The technique is revolutionising surgery not only for Witnesses but for other patients, too, because it eliminates the risk of acquiring an infection from donor blood. It has already saved the lives of three people at one hospital who would have died as a result of massive blood loss following liver injuries.

One in 400 hospital patients in Britain is a Witness, and the issue of transfusions is one of the most fundamental they will ever face - for some the decision will mean the difference between life and death.
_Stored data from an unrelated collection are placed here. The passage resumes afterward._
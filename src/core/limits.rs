/*!
 * Hint Constants
 *
 * Tuning values used by the prefetch helpers. These only affect which lines
 * are requested, never program results.
 */

/// Size of a cache line in bytes (typical for modern x86-64 and aarch64 CPUs)
/// Stride used when prefetching a whole range
pub const CACHE_LINE_SIZE: usize = 64;

/// Elements to run ahead of the cursor in `PrefetchExt::iter_prefetched`
/// [PERF] Far enough to hide L2 latency on a tight loop, near enough to stay in L1
pub const DEFAULT_PREFETCH_DISTANCE: usize = 4;
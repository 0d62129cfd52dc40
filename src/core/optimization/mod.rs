/*!
 * Optimization Utilities
 *
 * Portable compiler performance hints for performance-critical code:
 * - Inlining control (`forbid_inline!`, `force_inline!`)
 * - Branch prediction hints (`likely`/`unlikely`, `branch_hint`)
 * - Prefetch hints for cache-aware loops
 * - Code-layout markers (`hot!`, `cold!`, `cold_path`)
 * - Aliasing restriction (`Restrict`, `RestrictMut`)
 *
 * # Fallback
 *
 * Every hint resolves, once at build time, either to a toolchain construct or
 * to an inert pass-through. Which one is described by [`CAPABILITIES`].
 * Enabling or disabling a hint never changes observable behavior.
 */

mod attributes;
mod capability;
mod likely;
mod prefetch;
mod restrict;
mod toolchain;

// Re-export all optimization utilities
pub use capability::{HintCapabilities, CAPABILITIES};
pub use likely::{branch_hint, cold_path, likely, unlikely};
pub use prefetch::{
    prefetch, prefetch_range, prefetch_read, prefetch_slice_ahead, prefetch_with, prefetch_write,
    Access, Locality, PrefetchExt, PrefetchIter,
};
pub use restrict::{restrict_ptr, restrict_ptr_mut, Restrict, RestrictIter, RestrictMut};
#[cfg(feature = "nightly")]
pub use toolchain::Nightly;
pub use toolchain::{ActiveToolchain, Portable, Rustc, Toolchain};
"Our belief is based on the clear biblical command, which goes right back to the time of Noah, that Christians should not allow blood to enter their bodies,'' says Paul Wade, the spokesman for UK Witnesses. For Mr Kapardia, who had his operation in Colchester using equipment from Basildon General Hospital - one of the few British units to have invested in the technology - there was no dilemma. "It is your own blood, and it is kept in a closed circuit. The spiritual view is that it should be discarded if it becomes detached from the body, and with this equipment it doesn't. This is equipment that every hospital should have. It's not a case of being a religious crank, because everyone would benefit.''

Technology is continually throwing up challenges to Witnesses. As well as the transfusion issue, there is kidney dialysis, where blood is taken out of the body and then returned, and the growing trend of people stockpiling their own blood.

But Wade says: "A situation where people go into hospital a few days ahead of time and store their blood is not acceptable to Witnesses. God's view is that blood is a sacred substance, and once shed it must be used for no other purpose."
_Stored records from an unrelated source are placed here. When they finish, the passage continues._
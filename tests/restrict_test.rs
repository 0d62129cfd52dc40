/*!
 * Aliasing Restriction Tests
 * Restrict views read and write exactly like plain slices
 */

use perf_hints::conformance::demo::{restrict_scale_into, restrict_sum, restrict_sum_raw};
use perf_hints::{restrict_ptr, restrict_ptr_mut, Restrict, RestrictMut};
use pretty_assertions::assert_eq;
use proptest::prelude::*;

#[test]
fn test_restrict_sum_example() {
    let a = [1, 2, 3];
    let b = [4, 5, 6];
    assert_eq!(restrict_sum(Restrict::new(&a), Restrict::new(&b), 3), 21);
    assert_eq!(unsafe { restrict_sum_raw(a.as_ptr(), b.as_ptr(), 3) }, 21);
}

#[test]
fn test_restrict_sum_zero_len_null() {
    let total = unsafe { restrict_sum_raw(std::ptr::null(), std::ptr::null(), 0) };
    assert_eq!(total, 0);
}

#[test]
fn test_restrict_ptr_mut_writes_through() {
    let mut dst = vec![0i32; 4];
    let src = vec![3, 1, 4, 1];
    let written = unsafe {
        restrict_scale_into(
            restrict_ptr_mut(dst.as_mut_ptr(), dst.len()),
            restrict_ptr(src.as_ptr(), src.len()),
            -1,
        )
    };
    assert_eq!(written, 4);
    assert_eq!(dst, vec![-3, -1, -4, -1]);
}

#[test]
fn test_restrict_mut_pointer_accessors() {
    let mut data = [5u16; 3];
    let base = data.as_mut_ptr();
    let mut view = RestrictMut::from(&mut data[..]);
    assert_eq!(view.as_mut_ptr(), base);
    assert_eq!(view.as_ptr(), base as *const u16);
    assert_eq!(view.len(), 3);
}

proptest! {
    #[test]
    fn test_restrict_sum_matches_elementwise(
        pairs in proptest::collection::vec((-10_000i32..10_000, -10_000i32..10_000), 0..64),
    ) {
        let a: Vec<i32> = pairs.iter().map(|p| p.0).collect();
        let b: Vec<i32> = pairs.iter().map(|p| p.1).collect();
        let expected: i32 = a.iter().zip(&b).map(|(x, y)| x + y).sum();

        prop_assert_eq!(restrict_sum(Restrict::new(&a), Restrict::new(&b), a.len()), expected);
        let raw = unsafe { restrict_sum_raw(a.as_ptr(), b.as_ptr(), a.len()) };
        prop_assert_eq!(raw, expected);
    }

    #[test]
    fn test_restrict_iter_matches_slice(data in proptest::collection::vec(any::<u32>(), 0..64)) {
        let view = Restrict::new(&data);
        prop_assert_eq!(view.iter().collect::<Vec<_>>(), data.clone());
        for (i, value) in data.iter().enumerate() {
            prop_assert_eq!(view.get(i), Some(*value));
        }
        prop_assert_eq!(view.get(data.len()), None);
    }
}
//! Pixel depth selection.
//!
//! Exactly one packed record is active per build. The choice is made with
//! cargo features on this crate:
//!
//! | Feature | [`ColorType`](crate::ColorType) | Alpha |
//! |---------|---------------------------------|-------|
//! | `depth-16` | [`Color16`](crate::Color16) (RGB565) | no |
//! | `depth-32` (default) | [`Color32`](crate::Color32) (BGRA8888) | yes |
//!
//! Enabling neither or both features fails the build. The 24-bit record is
//! available for buffer interpretation but is never the active format.
//!
//! [`PixelDepth`] describes a depth at runtime, e.g. when a display driver
//! reports its framebuffer format:
//!
//! ```rust
//! use gfx_core::PixelDepth;
//!
//! let depth = PixelDepth::try_from(16).unwrap();
//! assert_eq!(depth.bytes_per_pixel(), 2);
//! assert!(!depth.has_alpha());
//! assert!(PixelDepth::try_from(15).is_err());
//! ```

use crate::error::{Error, Result};

#[cfg(all(feature = "depth-16", feature = "depth-32"))]
compile_error!("features `depth-16` and `depth-32` are mutually exclusive, enable exactly one");

#[cfg(not(any(feature = "depth-16", feature = "depth-32")))]
compile_error!("invalid color depth, enable feature `depth-16` or `depth-32`");

/// Bit count of the active pixel format.
#[cfg(feature = "depth-16")]
pub const COLOR_DEPTH: u32 = 16;

/// Bit count of the active pixel format.
#[cfg(all(feature = "depth-32", not(feature = "depth-16")))]
pub const COLOR_DEPTH: u32 = 32;

/// Packed pixel depth.
#[derive(Debug, Clone, Copy, PartialEq, Eq, Hash)]
#[cfg_attr(feature = "serde", derive(serde::Serialize, serde::Deserialize))]
pub enum PixelDepth {
    /// 16-bit RGB565, no alpha.
    Depth16,
    /// 24-bit RGB888, no alpha.
    Depth24,
    /// 32-bit ARGB8888.
    Depth32,
}

impl PixelDepth {
    /// Depth selected for this build.
    #[cfg(feature = "depth-16")]
    pub const ACTIVE: Self = Self::Depth16;

    /// Depth selected for this build.
    #[cfg(all(feature = "depth-32", not(feature = "depth-16")))]
    pub const ACTIVE: Self = Self::Depth32;

    /// Bits per pixel.
    #[inline]
    pub const fn bits(self) -> u32 {
        match self {
            Self::Depth16 => 16,
            Self::Depth24 => 24,
            Self::Depth32 => 32,
        }
    }

    /// Bytes per pixel in device memory.
    #[inline]
    pub const fn bytes_per_pixel(self) -> usize {
        (self.bits() / 8) as usize
    }

    /// Whether the record stores an alpha channel.
    #[inline]
    pub const fn has_alpha(self) -> bool {
        matches!(self, Self::Depth32)
    }
}

impl TryFrom<u32> for PixelDepth {
    type Error = Error;

    fn try_from(bits: u32) -> Result<Self> {
        match bits {
            16 => Ok(Self::Depth16),
            24 => Ok(Self::Depth24),
            32 => Ok(Self::Depth32),
            other => {
                tracing::debug!(bits = other, "rejecting unsupported pixel depth");
                Err(Error::UnsupportedDepth(other))
            }
        }
    }
}

impl From<PixelDepth> for u32 {
    #[inline]
    fn from(depth: PixelDepth) -> Self {
        depth.bits()
    }
}

#[cfg(test)]
mod tests {
    use super::*;

    #[test]
    fn test_active_matches_constant() {
        assert_eq!(PixelDepth::ACTIVE.bits(), COLOR_DEPTH);
    }

    #[test]
    fn test_try_from() {
        assert_eq!(PixelDepth::try_from(16), Ok(PixelDepth::Depth16));
        assert_eq!(PixelDepth::try_from(24), Ok(PixelDepth::Depth24));
        assert_eq!(PixelDepth::try_from(32), Ok(PixelDepth::Depth32));
        assert_eq!(PixelDepth::try_from(8), Err(Error::UnsupportedDepth(8)));
        assert_eq!(PixelDepth::try_from(0), Err(Error::UnsupportedDepth(0)));
    }

    #[test]
    fn test_sizes() {
        assert_eq!(PixelDepth::Depth16.bytes_per_pixel(), 2);
        assert_eq!(PixelDepth::Depth24.bytes_per_pixel(), 3);
        assert_eq!(PixelDepth::Depth32.bytes_per_pixel(), 4);
        assert!(PixelDepth::Depth32.has_alpha());
        assert!(!PixelDepth::Depth24.has_alpha());
        assert_eq!(u32::from(PixelDepth::Depth24), 24);
    }
}
//! # gfx-core
//!
//! Core pixel types for the embedded rendering stack.
//!
//! This crate provides the foundational types the color layer is built on:
//!
//! - [`Color16`], [`Color24`], [`Color32`] - packed device pixel records
//! - [`ColorType`] - the record selected for this build
//! - [`PixelDepth`] - runtime description of a pixel depth
//! - [`ChannelOrder`], [`Channel`] - raw buffer channel layouts
//! - [`Colorspace`], [`Linear`], [`StandardRgb`] - zero-sized encoding tags
//!
//! ## Crate Structure
//!
//! ```text
//! gfx-core (this crate)
//!    ^
//!    |
//!    +-- gfx-transfer (sRGB gamma tables)
//!    +-- gfx-math (fixed-point blend kernels)
//!    +-- gfx-color (float and fixed-point colors, color utility)
//! ```
//!
//! ## Feature Flags
//!
//! - `depth-32` - 32-bit ARGB8888 is the active format (default)
//! - `depth-16` - 16-bit RGB565 is the active format
//! - `serde` - Serialization for the value types
//!
//! Exactly one `depth-*` feature must be enabled. When switching to 16-bit,
//! disable default features: `gfx-core = { default-features = false,
//! features = ["depth-16"] }`.

#![warn(missing_docs)]
#![warn(rustdoc::missing_crate_level_docs)]

pub mod colorspace;
pub mod error;
pub mod format;
pub mod order;
pub mod pixel;

pub use colorspace::*;
pub use error::*;
pub use format::*;
pub use order::*;
pub use pixel::*;

/// Prelude module for convenient imports.
///
/// ```
/// use gfx_core::prelude::*;
///
/// let px = ColorType::from_rgba8(255, 0, 0, OPA_OPAQUE);
/// assert_eq!(px.to_rgba8()[0] & 0xF8, 0xF8);
/// ```
pub mod prelude {
    pub use crate::colorspace::{Colorspace, Linear, StandardRgb};
    pub use crate::error::{Error, Result};
    pub use crate::format::{COLOR_DEPTH, PixelDepth};
    pub use crate::order::{Channel, ChannelOrder};
    pub use crate::pixel::{
        Color16, Color24, Color32, ColorType, OPA_OPAQUE, OPA_TRANSPARENT, OpacityType, PackedPixel,
    };
}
However, most Witnesses find bloodless surgery acceptable.The equipment collects all the blood that haemorrhages during surgery, mixes it with a drug to ensure that it does not clot, washes it, filters and spins out extraneous material and delivers the blood back to the surgeon, all in five to 10 minutes.
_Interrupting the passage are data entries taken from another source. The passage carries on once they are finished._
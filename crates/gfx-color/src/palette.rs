//! Basic HTML color palette in the active pixel format.

use gfx_core::ColorType;

use crate::utility::color_from_rgb;

macro_rules! palette {
    ($($(#[$doc:meta])* $name:ident => ($r:expr, $g:expr, $b:expr);)*) => {
        $(
            $(#[$doc])*
            #[inline]
            pub fn $name() -> ColorType {
                color_from_rgb($r, $g, $b)
            }
        )*
    };
}

palette! {
    /// `#FFFFFF`
    white => (0xFF, 0xFF, 0xFF);
    /// `#C0C0C0`
    silver => (0xC0, 0xC0, 0xC0);
    /// `#808080`
    gray => (0x80, 0x80, 0x80);
    /// `#000000`
    black => (0x00, 0x00, 0x00);
    /// `#FF0000`
    red => (0xFF, 0x00, 0x00);
    /// `#800000`
    maroon => (0x80, 0x00, 0x00);
    /// `#FFFF00`
    yellow => (0xFF, 0xFF, 0x00);
    /// `#808000`
    olive => (0x80, 0x80, 0x00);
    /// `#00FF00`
    lime => (0x00, 0xFF, 0x00);
    /// `#008000`
    green => (0x00, 0x80, 0x00);
    /// `#00FFFF`
    cyan => (0x00, 0xFF, 0xFF);
    /// `#00FFFF`, same as [`cyan`].
    aqua => (0x00, 0xFF, 0xFF);
    /// `#008080`
    teal => (0x00, 0x80, 0x80);
    /// `#0000FF`
    blue => (0x00, 0x00, 0xFF);
    /// `#000080`
    navy => (0x00, 0x00, 0x80);
    /// `#FF00FF`
    magenta => (0xFF, 0x00, 0xFF);
    /// `#800080`
    purple => (0x80, 0x00, 0x80);
    /// `#FFA500`
    orange => (0xFF, 0xA5, 0x00);
}

#[cfg(test)]
mod tests {
    use super::*;
    use gfx_core::PackedPixel;

    #[test]
    fn test_palette_matches_byte_constructor() {
        assert_eq!(white(), color_from_rgb(255, 255, 255));
        assert_eq!(orange(), color_from_rgb(0xFF, 0xA5, 0x00));
        assert_eq!(cyan(), aqua());
        assert_ne!(green(), lime());
    }

    #[test]
    fn test_palette_is_opaque() {
        for c in [white(), black(), navy(), purple()] {
            assert_eq!(c.to_rgba8()[3], 255);
        }
    }

    #[cfg(feature = "depth-32")]
    #[test]
    fn test_palette_bytes() {
        let [r, g, b, _] = silver().to_rgba8();
        assert_eq!((r, g, b), (0xC0, 0xC0, 0xC0));
        let [r, g, b, _] = maroon().to_rgba8();
        assert_eq!((r, g, b), (0x80, 0x00, 0x00));
    }
}
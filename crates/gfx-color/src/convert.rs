//! Colorspace-dispatched channel conversion.
//!
//! [`ChannelCodec`] is implemented for each colorspace marker and decides
//! how an 8-bit channel maps to a linear float:
//!
//! | Marker | Encode (float -> u8) | Decode (u8 -> float) |
//! |--------|----------------------|----------------------|
//! | [`Linear`] | `round(v * 255)`, narrowed to 8 bits | `v / 255` |
//! | [`StandardRgb`] | inverse sRGB table | forward sRGB table |
//!
//! Alpha is linear in both encodings. The StandardRgb alpha encoder
//! clamps to [0, 1]; the Linear one narrows like its color channels.
//!
//! ```rust
//! use gfx_color::{ChannelCodec, Linear, StandardRgb};
//!
//! assert_eq!(Linear::encode(0.5), 128);
//! assert!(StandardRgb::decode(128) < 128.0 / 255.0);
//! ```

use gfx_core::{Colorspace, Linear, StandardRgb};
use gfx_transfer::SrgbLut;

/// Largest channel value as a float.
pub const COLOR_CONVERT: f32 = 255.0;

/// Rounds `v * 255` half up and keeps the low 8 bits.
///
/// Negative inputs saturate to 0 before narrowing.
#[inline]
pub fn uround_u8(v: f32) -> u8 {
    (v * COLOR_CONVERT + 0.5) as u32 as u8
}

/// Float <-> 8-bit channel mapping selected by a colorspace marker.
pub trait ChannelCodec: Colorspace {
    /// Encodes a linear color channel.
    fn encode(v: f32) -> u8;

    /// Decodes a color channel to linear.
    fn decode(v: u8) -> f32;

    /// Encodes a linear alpha value.
    fn encode_alpha(v: f32) -> u8;

    /// Decodes an alpha value.
    #[inline]
    fn decode_alpha(v: u8) -> f32 {
        v as f32 / COLOR_CONVERT
    }
}

impl ChannelCodec for Linear {
    #[inline]
    fn encode(v: f32) -> u8 {
        uround_u8(v)
    }

    #[inline]
    fn decode(v: u8) -> f32 {
        v as f32 / COLOR_CONVERT
    }

    #[inline]
    fn encode_alpha(v: f32) -> u8 {
        uround_u8(v)
    }
}

impl ChannelCodec for StandardRgb {
    #[inline]
    fn encode(v: f32) -> u8 {
        SrgbLut::global().srgb_from_rgb(v)
    }

    #[inline]
    fn decode(v: u8) -> f32 {
        SrgbLut::global().rgb_from_srgb(v)
    }

    #[inline]
    fn encode_alpha(v: f32) -> u8 {
        SrgbLut::alpha_to_srgb(v)
    }

    #[inline]
    fn decode_alpha(v: u8) -> f32 {
        SrgbLut::alpha_from_srgb(v)
    }
}

#[cfg(test)]
mod tests {
    use super::*;
    use approx::assert_abs_diff_eq;

    #[test]
    fn test_linear_scaling() {
        assert_eq!(Linear::encode(0.0), 0);
        assert_eq!(Linear::encode(0.5), 128);
        assert_eq!(Linear::encode(1.0), 255);
        assert_eq!(Linear::encode(-3.0), 0);
        for v in 0..=255u8 {
            assert_eq!(Linear::encode(Linear::decode(v)), v);
        }
    }

    #[test]
    fn test_linear_narrows_out_of_range() {
        // 1.5 * 255 + 0.5 = 383, low byte 127
        assert_eq!(Linear::encode(1.5), 127);
    }

    #[test]
    fn test_srgb_is_nonlinear() {
        let mid = StandardRgb::decode(128);
        assert!(mid < 128.0 / 255.0);
        assert_abs_diff_eq!(mid, 0.2158, epsilon = 1e-3);
        assert_eq!(StandardRgb::encode(mid), 128);
        assert_eq!(StandardRgb::encode(0.5), 188);
    }

    #[test]
    fn test_alpha_stays_linear() {
        assert_eq!(StandardRgb::encode_alpha(0.5), 128);
        assert_abs_diff_eq!(StandardRgb::decode_alpha(51), 0.2, epsilon = 1e-6);
        assert_eq!(StandardRgb::encode_alpha(7.0), 255);
    }
}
Wade says that Witnesses have been told that they must make up their own minds on whether or not this technique conforms to their beliefs: "We don't feel it's right to make a ruling. It is down to the individual. Most Witnesses are happy to accept this equipment."

Dr Dafydd Thomas, a consultant at Swansea's Morriston Hospital, is another enthusiast. "We have had 25 people on whom we have used blood salvage," he said. "A number who had ruptured livers would probably have died because of the amount of blood loss involved. Take-up of this technology has been slow in Britain but there is no reason why every hospital should not be using this kind of equipment."

In the USA, a series of 100 open-heart operations carried out without blood transfusions at the Cornell University Medical Center has shown that even the most complex operations can be carried out without using blood transfusions. Dr Todd Rosengart, who led the Cornell work, says the technology means that the days of extensive use of blood transfusions are numbered. "In the old days, 20 years before Aids, surgeons were relatively cavalier about blood transfusions. Now, if you talk to heart surgery patients, their main concern is not the operation but the risk of having a transfusion."

Hospitals that use the technology have reported a drop in blood transfusions of up to 20 per cent. Some clinicians believe that the need for transfusions, which have been at the centre of infection scares involving Aids, hepatitis and CJD, will significantly decline with the increase of bloodless surgery.